ASSIGNMENT: Could you copy out every line of the data where the word "matches" occurs?

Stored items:
──────────

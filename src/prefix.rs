//! IPv4 network prefixes, represented as a pair of 32-bit [`BitVector`]s.

use std::{
    cmp::Ordering,
    collections::BTreeMap,
    fmt,
    hash::{Hash, Hasher},
    net::Ipv4Addr,
    str::FromStr,
};

#[cfg(feature = "ipnet")]
use ipnet::Ipv4Net;

use crate::{BitVector, Error, Result};

/// Number of bits in an IPv4 address.
pub const ADDRESS_BITS: usize = 32;

/// A scalar annotation attached to a [`Prefix`].
#[derive(Debug, Clone, PartialEq)]
#[cfg_attr(
    feature = "serde",
    derive(::serde::Serialize, ::serde::Deserialize),
    serde(untagged)
)]
pub enum Annotation {
    /// `true` or `false`
    Bool(bool),
    /// A signed integer
    Integer(i64),
    /// A floating point number
    Float(f64),
    /// Free text
    Text(String),
}

impl fmt::Display for Annotation {
    fn fmt(&self, f: &mut fmt::Formatter<'_>) -> fmt::Result {
        match self {
            Annotation::Bool(b) => b.fmt(f),
            Annotation::Integer(i) => i.fmt(f),
            Annotation::Float(x) => x.fmt(f),
            Annotation::Text(s) => s.fmt(f),
        }
    }
}

impl From<bool> for Annotation {
    fn from(value: bool) -> Self {
        Annotation::Bool(value)
    }
}

impl From<i64> for Annotation {
    fn from(value: i64) -> Self {
        Annotation::Integer(value)
    }
}

impl From<f64> for Annotation {
    fn from(value: f64) -> Self {
        Annotation::Float(value)
    }
}

impl From<&str> for Annotation {
    fn from(value: &str) -> Self {
        Annotation::Text(value.to_string())
    }
}

impl From<String> for Annotation {
    fn from(value: String) -> Self {
        Annotation::Text(value)
    }
}

/// Annotations of a prefix. They are carried along for display and never consulted by any
/// trie algorithm.
pub type Metadata = BTreeMap<String, Annotation>;

/// An IPv4 network prefix: a 32-bit address and a mask of leading ones.
///
/// Two prefixes are equal if they have the same address bits and the same prefix length;
/// metadata is ignored. Prefixes are ordered by address, ties broken by prefix length.
///
/// ```
/// # use netblock::Prefix;
/// # fn main() -> Result<(), netblock::Error> {
/// let p: Prefix = "10.0.0.0/24".parse()?;
/// assert_eq!(p.prefix_len(), 24);
/// assert_eq!(p.left_child()?.to_string(), "10.0.0.0/25");
/// assert_eq!(p.right_child()?.to_string(), "10.0.0.128/25");
/// assert_eq!(p.parent().unwrap().to_string(), "10.0.0.0/23");
/// assert!(p.is_subnet(&"10.0.0.64/26".parse()?));
/// # Ok(())
/// # }
/// ```
#[derive(Clone)]
pub struct Prefix {
    value: BitVector,
    mask: BitVector,
    metadata: Metadata,
}

impl Prefix {
    /// Create a prefix from its address and mask bits. Both must be [`ADDRESS_BITS`] long, and
    /// the mask must consist of leading ones only.
    pub fn new(value: BitVector, mask: BitVector) -> Result<Self> {
        for bits in [&value, &mask] {
            if bits.len() != ADDRESS_BITS {
                return Err(Error::LengthMismatch {
                    left: ADDRESS_BITS,
                    right: bits.len(),
                });
            }
        }
        if BitVector::mask(mask.count_ones(), ADDRESS_BITS)? != mask {
            return Err(Error::NonContiguousMask(mask.to_string()));
        }
        Ok(Self::from_parts(value, mask))
    }

    /// Parse a prefix in CIDR notation `A.B.C.D/N`. The mask length is optional and defaults
    /// to 32.
    ///
    /// ```
    /// # use netblock::{Error, Prefix};
    /// assert_eq!(Prefix::from_cidr("10.1.2.3").unwrap().prefix_len(), 32);
    /// assert!(matches!(Prefix::from_cidr("10.1.2/8"), Err(Error::MalformedAddress(_))));
    /// assert!(matches!(Prefix::from_cidr("10.1.2.256/8"), Err(Error::OctetOutOfRange { .. })));
    /// assert!(matches!(Prefix::from_cidr("10.1.2.3/33"), Err(Error::InvalidMaskLength(_))));
    /// ```
    pub fn from_cidr(text: &str) -> Result<Self> {
        let text = text.trim();
        let (dotted, len) = match text.split_once('/') {
            Some((dotted, len)) => (dotted, parse_mask_len(len)?),
            None => (text, ADDRESS_BITS),
        };

        let fields: Vec<&str> = dotted.split('.').collect();
        if fields.len() != 4 || !fields.iter().all(|field| is_decimal(field)) {
            return Err(Error::MalformedAddress(dotted.to_string()));
        }
        let octets = fields
            .iter()
            .map(|field| {
                field.parse::<u8>().map_err(|_| Error::OctetOutOfRange {
                    address: dotted.to_string(),
                    octet: field.to_string(),
                })
            })
            .collect::<Result<Vec<u8>>>()?;

        // the last octet holds the least significant bits
        let value = octets
            .iter()
            .rev()
            .map(|octet| BitVector::from_integer(*octet, 8))
            .reduce(|low, high| low.concat(&high))
            .unwrap_or_else(|| BitVector::new(ADDRESS_BITS));

        Ok(Self::from_parts(value, BitVector::mask(len, ADDRESS_BITS)?))
    }

    /// Create a prefix from an address and a prefix length.
    pub fn from_addr(addr: Ipv4Addr, len: u8) -> Result<Self> {
        if usize::from(len) > ADDRESS_BITS {
            return Err(Error::InvalidMaskLength(len.to_string()));
        }
        Ok(Self::from_parts(
            BitVector::from_integer(u32::from(addr), ADDRESS_BITS),
            BitVector::mask(len.into(), ADDRESS_BITS)?,
        ))
    }

    /// The prefix `0.0.0.0/0` that contains every address.
    pub fn root() -> Self {
        Self::from_parts(BitVector::new(ADDRESS_BITS), BitVector::new(ADDRESS_BITS))
    }

    pub(crate) fn from_parts(value: BitVector, mask: BitVector) -> Self {
        Self {
            value,
            mask,
            metadata: Metadata::new(),
        }
    }

    /// Replace the metadata of this prefix.
    pub fn with_metadata(mut self, metadata: Metadata) -> Self {
        self.metadata = metadata;
        self
    }

    /// Add a single annotation.
    ///
    /// ```
    /// # use netblock::Prefix;
    /// let p = Prefix::from_cidr("10.0.0.0/24").unwrap().annotate("vpc", "prod");
    /// assert_eq!(p.to_string(), "10.0.0.0/24 vpc: prod");
    /// ```
    pub fn annotate(mut self, key: impl Into<String>, value: impl Into<Annotation>) -> Self {
        self.metadata.insert(key.into(), value.into());
        self
    }

    /// The annotations of this prefix.
    pub fn metadata(&self) -> &Metadata {
        &self.metadata
    }

    pub(crate) fn metadata_mut(&mut self) -> &mut Metadata {
        &mut self.metadata
    }

    /// The address bits.
    pub fn value(&self) -> &BitVector {
        &self.value
    }

    /// The mask bits.
    pub fn mask(&self) -> &BitVector {
        &self.mask
    }

    /// The prefix length, i.e., the number of ones in the mask.
    pub fn prefix_len(&self) -> u8 {
        self.mask.count_ones() as u8
    }

    /// The address of this prefix, including any host bits.
    pub fn addr(&self) -> Ipv4Addr {
        Ipv4Addr::from(self.value.to_integer::<u32>().unwrap_or_default())
    }

    /// Number of addresses covered by this prefix.
    pub fn num_addresses(&self) -> u64 {
        1 << (ADDRESS_BITS - usize::from(self.prefix_len()))
    }

    /// The prefix with all host bits cleared.
    pub fn network(&self) -> Self {
        Self::from_parts(&self.value & &self.mask, self.mask.clone())
    }

    /// Like [`Prefix::network`], but keeps the metadata.
    pub fn into_network(self) -> Self {
        let value = &self.value & &self.mask;
        Self { value, ..self }
    }

    /// The prefix with all host bits set.
    pub fn broadcast(&self) -> Self {
        Self::from_parts(&self.value | &!&self.mask, self.mask.clone())
    }

    /// Whether no host bits are set.
    pub fn is_network(&self) -> bool {
        &self.value & &self.mask == self.value
    }

    /// The super-block of this prefix. For a prefix with host bits set, this is its
    /// [`Prefix::network`]. For a network prefix, it is the network one bit shorter. The root
    /// `0.0.0.0/0` has no parent.
    ///
    /// ```
    /// # use netblock::Prefix;
    /// let p = Prefix::from_cidr("10.0.0.5/24").unwrap();
    /// assert_eq!(p.parent().unwrap().to_string(), "10.0.0.0/24");
    /// assert_eq!(p.network().parent().unwrap().to_string(), "10.0.0.0/23");
    /// assert!(Prefix::root().parent().is_none());
    /// ```
    pub fn parent(&self) -> Option<Self> {
        if !self.is_network() {
            return Some(self.network());
        }
        let len = usize::from(self.prefix_len());
        if len == 0 {
            return None;
        }
        let mut supermask = self.mask.clone();
        supermask.flip(ADDRESS_BITS - len);
        Some(Self::from_parts(&self.value & &supermask, supermask))
    }

    /// The lower half of this network, one bit longer.
    pub fn left_child(&self) -> Result<Self> {
        let submask = self.submask()?;
        Ok(Self::from_parts(self.network().value, submask))
    }

    /// The upper half of this network, one bit longer.
    pub fn right_child(&self) -> Result<Self> {
        let submask = self.submask()?;
        let mut value = self.network().value;
        value.flip(ADDRESS_BITS - 1 - usize::from(self.prefix_len()));
        Ok(Self::from_parts(value, submask))
    }

    /// Both halves of this network.
    pub fn children(&self) -> Result<(Self, Self)> {
        Ok((self.left_child()?, self.right_child()?))
    }

    fn submask(&self) -> Result<BitVector> {
        let len = usize::from(self.prefix_len());
        if len == ADDRESS_BITS {
            return Err(Error::HostPrefix(self.cidr()));
        }
        let mut submask = self.mask.clone();
        submask.flip(ADDRESS_BITS - 1 - len);
        Ok(submask)
    }

    /// Whether `other` is strictly more specific than `self` and lies within it.
    ///
    /// ```
    /// # use netblock::Prefix;
    /// let net = Prefix::from_cidr("10.0.0.0/8").unwrap();
    /// assert!(net.is_subnet(&Prefix::from_cidr("10.20.0.0/16").unwrap()));
    /// assert!(!net.is_subnet(&net));
    /// assert!(!net.is_subnet(&Prefix::from_cidr("11.0.0.0/16").unwrap()));
    /// ```
    pub fn is_subnet(&self, other: &Self) -> bool {
        other.prefix_len() > self.prefix_len() && &self.mask & &other.value == self.value
    }

    /// The prefix in CIDR notation, without metadata.
    pub fn cidr(&self) -> String {
        format!("{}/{}", self.addr(), self.prefix_len())
    }
}

fn is_decimal(text: &str) -> bool {
    !text.is_empty() && text.bytes().all(|b| b.is_ascii_digit())
}

fn parse_mask_len(text: &str) -> Result<usize> {
    if is_decimal(text) {
        if let Ok(len) = text.parse::<usize>() {
            if len <= ADDRESS_BITS {
                return Ok(len);
            }
        }
    }
    Err(Error::InvalidMaskLength(text.to_string()))
}

impl Default for Prefix {
    fn default() -> Self {
        Self::root()
    }
}

impl FromStr for Prefix {
    type Err = Error;

    fn from_str(s: &str) -> Result<Self> {
        Self::from_cidr(s)
    }
}

impl PartialEq for Prefix {
    fn eq(&self, other: &Self) -> bool {
        self.prefix_len() == other.prefix_len() && self.value == other.value
    }
}

impl Eq for Prefix {}

impl Hash for Prefix {
    fn hash<H: Hasher>(&self, state: &mut H) {
        self.value.hash(state);
        self.prefix_len().hash(state);
    }
}

impl PartialOrd for Prefix {
    fn partial_cmp(&self, other: &Self) -> Option<Ordering> {
        Some(self.cmp(other))
    }
}

impl Ord for Prefix {
    fn cmp(&self, other: &Self) -> Ordering {
        self.value
            .compare(&other.value)
            .unwrap_or(Ordering::Equal)
            .then_with(|| self.prefix_len().cmp(&other.prefix_len()))
    }
}

impl fmt::Display for Prefix {
    fn fmt(&self, f: &mut fmt::Formatter<'_>) -> fmt::Result {
        let dotted = self.value.to_dotted_quad().map_err(|_| fmt::Error)?;
        write!(f, "{dotted}/{}", self.prefix_len())?;
        for (i, (key, value)) in self.metadata.iter().enumerate() {
            f.write_str(if i == 0 { " " } else { ", " })?;
            write!(f, "{key}: {value}")?;
        }
        Ok(())
    }
}

impl fmt::Debug for Prefix {
    fn fmt(&self, f: &mut fmt::Formatter<'_>) -> fmt::Result {
        fmt::Display::fmt(self, f)
    }
}

#[cfg(feature = "ipnet")]
impl From<Ipv4Net> for Prefix {
    fn from(net: Ipv4Net) -> Self {
        Self::from_parts(
            BitVector::from_integer(u32::from(net.addr()), ADDRESS_BITS),
            BitVector::from_integer(u32::from(net.netmask()), ADDRESS_BITS),
        )
    }
}

#[cfg(feature = "ipnet")]
impl From<&Prefix> for Ipv4Net {
    fn from(prefix: &Prefix) -> Self {
        Ipv4Net::new(prefix.addr(), prefix.prefix_len()).expect("prefix length is at most 32")
    }
}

──────────

EXERCISE SOLUTION:
    /// assert!(matches!(Prefix::from_cidr("10.1.2/8"), Err(Error::MalformedAddress(_))));
    /// assert!(matches!(Prefix::from_cidr("10.1.2.256/8"), Err(Error::OctetOutOfRange { .. })));
    /// assert!(matches!(Prefix::from_cidr("10.1.2.3/33"), Err(Error::InvalidMaskLength(_))));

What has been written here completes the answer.